# Looking for Qigong Meditation Instructor Training in Northeast USA?



## rounderpeg (Jan 1, 2019)

Hi all, first post here.

I recently completed a program in herbal medicine and am planning to open an herbal practice in the near future. As part of my practice, I want to lead a qigong group in the evenings to teach people to maintain their physical health and to develop psychological insight or spiritual awareness.  This is the same way that I was introduced to qigong (and TCM) years ago, by an acupuncturist who ran a five-element medical qigong meditation circle in his waiting room.
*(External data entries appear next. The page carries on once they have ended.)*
//! Core types for Craftify.
//!
//! This module provides type-safe wrappers for common domain concepts.

pub mod credential;
pub mod id;
pub mod identity;
pub mod money;

pub use credential::Credential;
pub use id::*;
pub use identity::UserId;
pub use money::{format_price, line_total};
Unfortunately, the organization (WISH -- World Institute for Self-Healing -- founded by Master Binhui He) that developed the meditations which I originally was exposed to (and still practice) is still active in Asia but has closed its USA and Canada chapters, so there are no more local, English-language instructor trainings by which I could get certified or otherwise affiliated for the purpose of public credibility when advertising the group and initiating students into a living school of qigong which they could then build on independently. Basically, I'm looking for a simple, affordable certification program -- something similar to hook into in 2019 -- which jives with what I learned from WISH, but the options seem to be slim. 

While I have some fondness for Mantak Chia, the HTIA -- Healing Tao Instructors Association, which offers this kind of training around the USA, seems to have shrunk a lot in the last year (website has totally changed) and now seems kind of iffy.  Even the listings at hubs like NQA.org are few in numbers, and a lot of the teachers I can find are more fitness/exercise oriented, more like tai chi type exercises. Alternatively, there are some crazy-expensive programs which are more aimed at people who want to be medcial qigong therapists (projecting qi into patients as medical treatment); for example, this guy is asking $5300 for a 20-day program: Medical Qigong Therapist | Inner Strength, Inc. with Dr Ted Cibik

Any advice?


----------



## Morningstar (Aug 10, 2020)

try zenwellness medical qigong and michael lomax neigong. Spring Forest qigong is also good as well. i've done them all.


----------